Des semences non reproductibles

Faisant le jeu des géants du marché, la loi (en Europe et dans de nombreux pays) interdit pendant des années les ventes ou échanges entre agriculteurs (depuis 2016, la nouvelle loi biodiversité permet l’échange de semences n’appartenant pas à une variété protégée par un certificat d’obtention végétale dans le cadre de l’entraide entre paysans) et n’autorise que la commercialisation des semences inscrites dans le catalogue.

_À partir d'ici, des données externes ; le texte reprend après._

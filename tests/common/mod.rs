//! Shared fixtures for integration tests.

#![allow(dead_code)]

use async_trait::async_trait;
use serde_json::json;
use std::sync::atomic::{AtomicUsize, Ordering};

use gtm_analyst::error::RepositoryResult;
use gtm_analyst::repository::{
    AssessmentDetail, AssessmentSummary, BacklogItem, BusinessRepository, Collection, Company,
    Contact, Project, Task, TaskStatus, UserStory,
};

/// In-memory business data with a query counter.
#[derive(Default)]
pub struct FakeRepository {
    pub projects: Vec<Project>,
    pub tasks: Vec<Task>,
    pub contacts: Vec<Contact>,
    pub companies: Vec<Company>,
    pub collections: Vec<Collection>,
    pub user_stories: Vec<UserStory>,
    pub backlog_items: Vec<BacklogItem>,
    pub assessments: Vec<AssessmentDetail>,
    queries: AtomicUsize,
}

impl FakeRepository {
    pub fn queries(&self) -> usize {
        self.queries.load(Ordering::SeqCst)
    }

    fn hit(&self) {
        self.queries.fetch_add(1, Ordering::SeqCst);
    }

    /// Two companies, two projects, four tasks (three open), two assessments.
    pub fn seeded() -> Self {
        Self {
            projects: vec![
                project("p1", "Website Relaunch", "Acme Corp"),
                project("p2", "CRM Migration", "Globex"),
            ],
            tasks: vec![
                task("t1", "p1", "Draft copy", TaskStatus::Todo),
                task("t2", "p1", "Design review", TaskStatus::InProgress),
                task("t3", "p1", "Launch", TaskStatus::Done),
                task("t4", "p2", "Export contacts", TaskStatus::Blocked),
            ],
            contacts: vec![
                Contact {
                    id: "c1".to_string(),
                    name: "Ada Lovelace".to_string(),
                    email: Some("ada@acme.test".to_string()),
                    company_name: Some("Acme Corp".to_string()),
                },
                Contact {
                    id: "c2".to_string(),
                    name: "Hank Scorpio".to_string(),
                    email: None,
                    company_name: Some("Globex".to_string()),
                },
            ],
            companies: vec![
                Company {
                    id: "co1".to_string(),
                    name: "Acme Corp".to_string(),
                    status: Some("customer".to_string()),
                    website: Some("https://acme.test".to_string()),
                },
                Company {
                    id: "co2".to_string(),
                    name: "Globex".to_string(),
                    status: Some("prospect".to_string()),
                    website: None,
                },
            ],
            collections: vec![Collection {
                id: "col1".to_string(),
                name: "Onboarding".to_string(),
                description: None,
            }],
            user_stories: vec![
                UserStory {
                    id: "us1".to_string(),
                    collection_id: Some("col1".to_string()),
                    title: "Sign up with SSO".to_string(),
                    description: None,
                    priority: Some("high".to_string()),
                },
                UserStory {
                    id: "us2".to_string(),
                    collection_id: None,
                    title: "Export report".to_string(),
                    description: None,
                    priority: None,
                },
            ],
            backlog_items: vec![BacklogItem {
                id: "b1".to_string(),
                project_id: "p1".to_string(),
                title: "Dark mode".to_string(),
                status: Some("proposed".to_string()),
                priority: Some(2),
            }],
            assessments: vec![
                assessment("a1", "Q3 GTM Review", "Acme Corp"),
                assessment("a2", "Q3 GTM Review", "Globex"),
            ],
            queries: AtomicUsize::new(0),
        }
    }
}

fn project(id: &str, name: &str, company: &str) -> Project {
    Project {
        id: id.to_string(),
        name: name.to_string(),
        description: None,
        status: Some("active".to_string()),
        company_name: Some(company.to_string()),
    }
}

fn task(id: &str, project_id: &str, title: &str, status: TaskStatus) -> Task {
    Task {
        id: id.to_string(),
        project_id: project_id.to_string(),
        title: title.to_string(),
        status,
        due_date: None,
        assignee: None,
    }
}

fn assessment(id: &str, name: &str, company: &str) -> AssessmentDetail {
    AssessmentDetail {
        id: id.to_string(),
        name: name.to_string(),
        company_name: Some(company.to_string()),
        form_data: json!({"company": company, "kpis": "Pipeline coverage"}),
        created_at: None,
    }
}

#[async_trait]
impl BusinessRepository for FakeRepository {
    async fn list_projects(&self) -> RepositoryResult<Vec<Project>> {
        self.hit();
        Ok(self.projects.clone())
    }

    async fn list_tasks(&self, project_id: &str) -> RepositoryResult<Vec<Task>> {
        self.hit();
        Ok(self
            .tasks
            .iter()
            .filter(|t| t.project_id == project_id)
            .cloned()
            .collect())
    }

    async fn list_all_tasks(&self) -> RepositoryResult<Vec<Task>> {
        self.hit();
        Ok(self.tasks.clone())
    }

    async fn list_contacts(&self) -> RepositoryResult<Vec<Contact>> {
        self.hit();
        Ok(self.contacts.clone())
    }

    async fn list_companies(&self) -> RepositoryResult<Vec<Company>> {
        self.hit();
        Ok(self.companies.clone())
    }

    async fn list_collections(&self) -> RepositoryResult<Vec<Collection>> {
        self.hit();
        Ok(self.collections.clone())
    }

    async fn list_user_stories(
        &self,
        collection_id: Option<&str>,
    ) -> RepositoryResult<Vec<UserStory>> {
        self.hit();
        Ok(self
            .user_stories
            .iter()
            .filter(|s| collection_id.is_none() || s.collection_id.as_deref() == collection_id)
            .cloned()
            .collect())
    }

    async fn list_backlog_items(&self, project_id: &str) -> RepositoryResult<Vec<BacklogItem>> {
        self.hit();
        Ok(self
            .backlog_items
            .iter()
            .filter(|b| b.project_id == project_id)
            .cloned()
            .collect())
    }

    async fn list_assessments(&self) -> RepositoryResult<Vec<AssessmentSummary>> {
        self.hit();
        Ok(self
            .assessments
            .iter()
            .map(|a| AssessmentSummary {
                id: a.id.clone(),
                name: a.name.clone(),
                company_name: a.company_name.clone(),
                created_at: a.created_at,
            })
            .collect())
    }

    async fn find_assessments_by_name(
        &self,
        name: &str,
    ) -> RepositoryResult<Vec<AssessmentDetail>> {
        self.hit();
        Ok(self
            .assessments
            .iter()
            .filter(|a| a.name == name)
            .cloned()
            .collect())
    }
}
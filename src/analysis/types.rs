use serde::{Deserialize, Serialize};
use std::fmt;
use std::str::FromStr;

/// Free-text answers to the GTM questionnaire.
#[derive(Debug, Clone, PartialEq, Eq, Serialize, Deserialize)]
#[serde(rename_all = "camelCase")]
pub struct QuestionnaireInput {
    pub gtm_strategy: String,
    pub alignment: String,
    pub tech_stack: String,
    pub kpis: String,
    pub challenges: String,
}

/// GTM maturity stage, ordered from least to most mature.
#[derive(Debug, Clone, Copy, PartialEq, Eq, PartialOrd, Ord, Hash, Serialize, Deserialize)]
pub enum MaturityStage {
    Initial,
    Developing,
    Established,
    Advanced,
    Leading,
}

impl MaturityStage {
    /// All stages in ascending order, as they appear on the wire.
    pub const NAMES: &'static [&'static str] =
        &["Initial", "Developing", "Established", "Advanced", "Leading"];

    /// Get the stage name as a string
    pub fn as_str(&self) -> &'static str {
        match self {
            MaturityStage::Initial => "Initial",
            MaturityStage::Developing => "Developing",
            MaturityStage::Established => "Established",
            MaturityStage::Advanced => "Advanced",
            MaturityStage::Leading => "Leading",
        }
    }
}

impl fmt::Display for MaturityStage {
    fn fmt(&self, f: &mut fmt::Formatter<'_>) -> fmt::Result {
        write!(f, "{}", self.as_str())
    }
}

impl FromStr for MaturityStage {
    type Err = String;

    fn from_str(s: &str) -> Result<Self, Self::Err> {
        match s {
            "Initial" => Ok(MaturityStage::Initial),
            "Developing" => Ok(MaturityStage::Developing),
            "Established" => Ok(MaturityStage::Established),
            "Advanced" => Ok(MaturityStage::Advanced),
            "Leading" => Ok(MaturityStage::Leading),
            _ => Err(format!("Unknown maturity stage: {}", s)),
        }
    }
}

/// Output of the prerequisite stage.
#[derive(Debug, Clone, PartialEq, Serialize, Deserialize)]
#[serde(rename_all = "camelCase")]
pub struct MaturityAssessment {
    pub maturity_stage: MaturityStage,
    pub readiness_score: f64,
}

/// Output of the executive summary stage.
#[derive(Debug, Clone, PartialEq, Serialize, Deserialize)]
#[serde(rename_all = "camelCase")]
pub struct ExecutiveSummary {
    pub executive_summary: String,
}

/// Output of the recommendations stage. List fields are ordered items.
#[derive(Debug, Clone, PartialEq, Serialize, Deserialize)]
#[serde(rename_all = "camelCase")]
pub struct RecommendationSet {
    pub actionable_recommendations: Vec<String>,
    pub strategic_focus_areas: Vec<String>,
    pub ai_integration_opportunities: Vec<String>,
    pub expected_impact: String,
}

/// Output of the AI opportunities stage.
#[derive(Debug, Clone, PartialEq, Serialize, Deserialize)]
#[serde(rename_all = "camelCase")]
pub struct AiOpportunities {
    pub ai_opportunities: String,
}

/// Aggregated result of a successful analysis run.
#[derive(Debug, Clone, PartialEq, Serialize, Deserialize)]
#[serde(rename_all = "camelCase")]
pub struct AnalysisBundle {
    pub maturity_assessment: MaturityAssessment,
    pub executive_summary: String,
    pub recommendation_set: RecommendationSet,
    pub ai_opportunities: String,
}

/// Input of the executive summary stage: the answers plus the assessment.
#[derive(Debug, Clone, Serialize)]
#[serde(rename_all = "camelCase")]
pub struct SummaryInput {
    #[serde(flatten)]
    pub questionnaire: QuestionnaireInput,
    pub maturity_stage: MaturityStage,
    pub readiness_score: f64,
}

/// Input of the recommendations stage, keyed by the serialized questionnaire.
#[derive(Debug, Clone, Serialize)]
#[serde(rename_all = "camelCase")]
pub struct RecommendationsInput {
    pub questionnaire: String,
    pub maturity_stage: MaturityStage,
    pub readiness_score: f64,
}

/// Input of the AI opportunities stage.
#[derive(Debug, Clone, Serialize)]
#[serde(rename_all = "camelCase")]
pub struct AiOpportunitiesInput {
    pub maturity_stage: MaturityStage,
    pub readiness_score: f64,
    pub challenges: String,
}
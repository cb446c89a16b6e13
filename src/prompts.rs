//! Centralized prompt definitions for analysis operations and the agent
//!
//! System prompts describe each operation's role; templates embed contract
//! input fields via `{{field}}` placeholders. Output format instructions are
//! generated from the output contract and appended by the backend.

/// System prompt for the maturity analysis (prerequisite) operation.
pub const MATURITY_PROMPT: &str = r#"You are a go-to-market strategy analyst. Assess the organization's GTM maturity from its questionnaire answers.

Guidelines:
- Choose exactly one maturityStage from: Initial, Developing, Established, Advanced, Leading
- readinessScore is a number from 0 to 100 reflecting readiness for AI-assisted GTM execution
- Base the assessment only on the answers provided"#;

/// Template for the maturity analysis operation.
pub const MATURITY_TEMPLATE: &str = r#"GTM strategy:
{{gtmStrategy}}

Sales and marketing alignment:
{{alignment}}

Technology stack:
{{techStack}}

KPIs tracked:
{{kpis}}

Key challenges:
{{challenges}}"#;

/// System prompt for the executive summary operation.
pub const EXECUTIVE_SUMMARY_PROMPT: &str = r#"You are a go-to-market strategy analyst writing for an executive audience.

Guidelines:
- Write a concise executive summary of two to four paragraphs
- Reference the maturity stage and readiness score provided
- Highlight the most important strengths and gaps"#;

/// Template for the executive summary operation.
pub const EXECUTIVE_SUMMARY_TEMPLATE: &str = r#"Maturity stage: {{maturityStage}}
Readiness score: {{readinessScore}}

GTM strategy:
{{gtmStrategy}}

Sales and marketing alignment:
{{alignment}}

Technology stack:
{{techStack}}

KPIs tracked:
{{kpis}}

Key challenges:
{{challenges}}"#;

/// System prompt for the actionable recommendations operation.
pub const RECOMMENDATIONS_PROMPT: &str = r#"You are a go-to-market strategy consultant producing actionable recommendations.

Guidelines:
- actionableRecommendations: concrete next steps, one per list item
- strategicFocusAreas: the areas leadership should prioritize, one per list item
- aiIntegrationOpportunities: where AI fits into the GTM motion, one per list item
- expectedImpact: a short paragraph describing the expected business impact
- Do not prefix list items with bullets or numbers"#;

/// Template for the actionable recommendations operation.
pub const RECOMMENDATIONS_TEMPLATE: &str = r#"Maturity stage: {{maturityStage}}
Readiness score: {{readinessScore}}

Questionnaire answers (JSON):
{{questionnaire}}"#;

/// System prompt for the AI opportunity suggestion operation.
pub const AI_OPPORTUNITIES_PROMPT: &str = r#"You are an AI adoption advisor for go-to-market teams.

Guidelines:
- Suggest AI opportunities suited to the stated maturity stage
- Address the challenges directly
- Keep suggestions practical and specific"#;

/// Template for the AI opportunity suggestion operation.
pub const AI_OPPORTUNITIES_TEMPLATE: &str = r#"Maturity stage: {{maturityStage}}
Readiness score: {{readinessScore}}

Key challenges:
{{challenges}}"#;

/// Fixed system instruction for the business data agent.
pub const AGENT_SYSTEM_PROMPT: &str = r#"You are a business operations assistant with read-only access to the company's projects, tasks, contacts, companies, user stories, backlog items, and assessments.

Guidelines:
- Use the available tools to look up data instead of guessing
- For any question about the details or answers of an assessment, you MUST call get_assessment_details; never infer assessment contents from listings
- When a tool returns an error, explain the problem or retry with corrected arguments
- Answer concisely and cite counts and names from tool results"#;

Pour y figurer, elles doivent être conformes aux critères DHS (distinction, homogénéité, stabilité). « Des critères qui excluent par nature les semences paysannes qui sont des mélanges de plantes (ou populations) relativement proches, mais présentant une certaine diversité génétique, souligne le rapport de la coordination Solidarité urgence développement (SUD) qui rassemble plus de 170 ONG dans le monde. Mais c’est justement cette hétérogénéité qui leur donne leur capacité d’adaptation à la diversité des terroirs, aux changements climatiques, sans recours systématique à des intrants chimiques. » Au prix de la destruction des écosystèmes, le système rapporte gros aux trois grandes entreprises – DuPont-Dow, Syngenta-ChemChina et Bayer-Monsanto – qui commercialisent 53 % des semences certifiées dans le monde. D’autant que les hybrides renferment des verrous biologiques qui les rendent quasi non reproductibles. Un marché captif total : il faut en racheter tous les ans.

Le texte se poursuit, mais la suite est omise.